32-year old Christine Richardson went to see her OB-GYN when she noticed a strange vaginal discharge for the last few days. She got the shock of her life when the doctor disclosed that the foul-smelling discharge was actually caused by trichomoniasis, a sexually transmitted disease. Christine was in a monogamous relationship and was somehow puzzled how she got into such a situation.

If this story sounds familiar to you, you are not alone. STDs or sexually transmitted diseases have silently affected many people without them even knowing it. STD risks are more than just the 35 known transferable organisms that are spread mainly through sexual activity.

Common Factors that Cause the Prevalence of STDs:

Biological Components

You can acquire STDs when your partner is infected and has unprotected sex with you. Since more STDs remain asymptomatic in nature, you can actually be infected without knowing it. When it comes to gender difference, women are more prone to suffer from the consequences of the diseases than men. Complications include infertility, inflamed pelvis, chronic pelvic pain, and ectopic pregnancy.

Social Factors

The spread of STDs can be partly blamed to stigma. Despite the need for awareness, if you are not comfortable talking about the intimate side of your relationship with your partner, it is difficult to discuss STDs in general. Moreover, when you have multiple sexual partners, you are at a higher risk. Avoiding to talk about this topic with sexual partners can also escalate the problem.

Economic Factors

You can actually associate more STD cases with limited health care access and the continued existence of poverty. More people in marginalized communities are affected by STDs because of the lack of awareness to practice safe sex. In lower social clusters where sexual behavior is high risk, access to healthcare is often compromised. Since medical treatment is also costly, access can be very limited.

Although it is common knowledge that STDs can be transmitted via sexual intercourse, you should keep in mind that it is not limited there. The spread of STDs can also be accounted for in other ways because they are bacterial or viral in nature. Furthermore, acquiring multiple STDs simultaneously is also a possibility.

Several Ways of Transmitting STDs:

Sexual Activity

You can get infected with an STD by engaging in vaginal intercourse as well as anal or oral sex. Some common types of sexually transmitted diseases include:

– Syphilis
– Chlamydia
– Trichomoniasis
– Gonorrhea
– Genital herpes
– Hepatitis B and C

When bodily fluids are exchanged between sexual partners, your exposure to bacteria and viruses becomes critical.

Contact with Infected Blood

You can become vulnerable to STDs when you are injected with needles that have been used by an infected person. Blood is another medium in which the spread of bacteria and viruses from a host body becomes transferable to another person. When a blood transfusion is necessary for patients, health care providers must make sure that the blood donor does not have any STDs in any form.

Skin Contact

You might think it is outrageous that STDs can be transmitted through skin contact but in cases of herpes and HPV, the spread is totally possible. Chlamydia, herpes, and gonorrhea can also infect you if you touch a body part of an infected person with traces of the disease. You must also be wary that belongings such as clothes, towels, bed sheets, and blankets can be hosts to pubic lice and the protozoans in trichomoniasis.

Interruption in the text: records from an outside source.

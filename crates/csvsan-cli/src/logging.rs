//! Logging infrastructure using `tracing` and `tracing-subscriber`.
//!
//! stdout carries the normalized data stream, so every log line goes to
//! stderr or to a file, never stdout.
//!
//! # Log Levels
//!
//! - `error`: fatal I/O failures
//! - `warn`: dropped rows, with the failure cause and the original fields
//! - `info`: run summary
//! - `debug`: stage-level detail
//! - `trace`: row-level detail

use std::fs::OpenOptions;
use std::io::{self, Write};
use std::path::PathBuf;
use std::sync::{Arc, Mutex};

use tracing::level_filters::LevelFilter;
use tracing_subscriber::{
    EnvFilter,
    fmt::{self, MakeWriter},
    layer::SubscriberExt,
    util::SubscriberInitExt,
};

/// Configuration for logging behavior.
#[derive(Debug, Clone)]
pub struct LogConfig {
    /// Log level filter (error, warn, info, debug, trace).
    pub level_filter: LevelFilter,
    /// Whether `RUST_LOG` may override the configured level.
    pub use_env_filter: bool,
    /// Whether to include timestamps in log output.
    pub with_timestamps: bool,
    /// Whether to include target (module path) in log output.
    pub with_target: bool,
    /// Whether to use ANSI colors in output.
    pub with_ansi: bool,
    /// Output format: pretty, compact, or json.
    pub format: LogFormat,
    /// Optional log file path. When set, logs are written to the file.
    pub log_file: Option<PathBuf>,
}

/// Log output format.
#[derive(Debug, Clone, Copy, Default, PartialEq, Eq)]
pub enum LogFormat {
    /// Human-readable pretty format with colors.
    #[default]
    Pretty,
    /// Compact single-line format.
    Compact,
    /// JSON format for machine parsing.
    Json,
}

impl Default for LogConfig {
    fn default() -> Self {
        Self {
            level_filter: LevelFilter::WARN,
            use_env_filter: true,
            with_timestamps: false,
            with_target: false,
            with_ansi: true,
            format: LogFormat::default(),
            log_file: None,
        }
    }
}

/// Initialize the global tracing subscriber with the given configuration.
///
/// This should be called once at application startup.
///
/// # Errors
///
/// Returns an error if the log file cannot be opened.
///
/// # Panics
///
/// Panics if called more than once or if subscriber initialization fails.
pub fn init_logging(config: &LogConfig) -> io::Result<()> {
    if let Some(path) = &config.log_file {
        let file = OpenOptions::new().create(true).append(true).open(path)?;
        init_logging_with_writer(config, SharedFileWriter::new(file));
    } else {
        init_logging_with_writer(config, io::stderr);
    }
    Ok(())
}

/// Initialize logging with a custom writer (useful for testing).
pub fn init_logging_with_writer<W>(config: &LogConfig, writer: W)
where
    W: for<'writer> MakeWriter<'writer> + Send + Sync + 'static,
{
    let filter = build_env_filter(config);

    match config.format {
        LogFormat::Json => {
            let layer = fmt::layer()
                .json()
                .with_writer(writer)
                .with_target(config.with_target);

            tracing_subscriber::registry()
                .with(filter)
                .with(layer)
                .init();
        }
        LogFormat::Compact => {
            let layer = fmt::layer()
                .compact()
                .with_writer(writer)
                .with_ansi(config.with_ansi)
                .with_target(config.with_target);

            if config.with_timestamps {
                tracing_subscriber::registry()
                    .with(filter)
                    .with(layer)
                    .init();
            } else {
                tracing_subscriber::registry()
                    .with(filter)
                    .with(layer.without_time())
                    .init();
            }
        }
        LogFormat::Pretty => {
            let layer = fmt::layer()
                .with_writer(writer)
                .with_ansi(config.with_ansi)
                .with_target(config.with_target);

            if config.with_timestamps {
                tracing_subscriber::registry()
                    .with(filter)
                    .with(layer)
                    .init();
            } else {
                tracing_subscriber::registry()
                    .with(filter)
                    .with(layer.without_time())
                    .init();
            }
        }
    }
}

#[derive(Clone)]
struct SharedFileWriter {
    file: Arc<Mutex<std::fs::File>>,
}

impl SharedFileWriter {
    fn new(file: std::fs::File) -> Self {
        Self {
            file: Arc::new(Mutex::new(file)),
        }
    }
}

struct SharedFileGuard {
    file: Arc<Mutex<std::fs::File>>,
}

impl Write for SharedFileGuard {
    fn write(&mut self, buf: &[u8]) -> io::Result<usize> {
        let mut guard = self
            .file
            .lock()
            .map_err(|_| io::Error::other("log file lock poisoned"))?;
        guard.write(buf)
    }

    fn flush(&mut self) -> io::Result<()> {
        let mut guard = self
            .file
            .lock()
            .map_err(|_| io::Error::other("log file lock poisoned"))?;
        guard.flush()
    }
}

impl<'a> MakeWriter<'a> for SharedFileWriter {
    type Writer = SharedFileGuard;

    fn make_writer(&'a self) -> Self::Writer {
        SharedFileGuard {
            file: Arc::clone(&self.file),
        }
    }
}

/// Build an `EnvFilter` from the configuration, respecting `RUST_LOG`.
fn build_env_filter(config: &LogConfig) -> EnvFilter {
    if config.use_env_filter {
        EnvFilter::try_from_default_env().unwrap_or_else(|_| default_filter(config.level_filter))
    } else {
        default_filter(config.level_filter)
    }
}

fn default_filter(level: LevelFilter) -> EnvFilter {
    EnvFilter::new(format!(
        "{level},csvsan_cli={level},csvsan_model={level},csvsan_transform={level}"
    ))
}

Many people want to know how to lessen the spread of STDs if elimination is still far from possible. The dissemination of information is vital for spreading awareness of STD risks in public. Health officials, policymakers, health workers, and other non-government organizations that dedicate programs towards the prevention of STDs have come up with several means to make the message clear.

Some Tips to Prevent STDs

Stick to Monogamous Relationships

When you have multiple sex partners, the risk of getting infected is exponentially high. On the other hand, if you and your partner pledge to stick to mutual monogamy, there is no risk at all. The exposure becomes limited because body fluids become exclusive to you and your partner only.

Avoid Alcohol and Drug Use

Alcohol and drugs can be the mastermind behind the spread of STDs. When alcohol has an effect on you and clouds your judgment, unprotected sex can take place. In the case of using certain types of recreational drugs, blood exchange can happen when you use injections that are used by infected people.

Get Yourself Tested

Most STDs are silent. The best way to know if you have an STD is to get yourself tested. The same goes for your sexual partner. Never be afraid to ask about someone’s sexual history and ask that person to get tested to avoid getting yourself into trouble.

STDs remain a critical public health concern all over the US but often fails to get the attention of healthcare professionals and policymakers. These diseases pose complications and high costs despite the fact that they are preventable. If not diagnosed earlier, STD risks can cause damaging, permanent, and potentially create expensive health problems.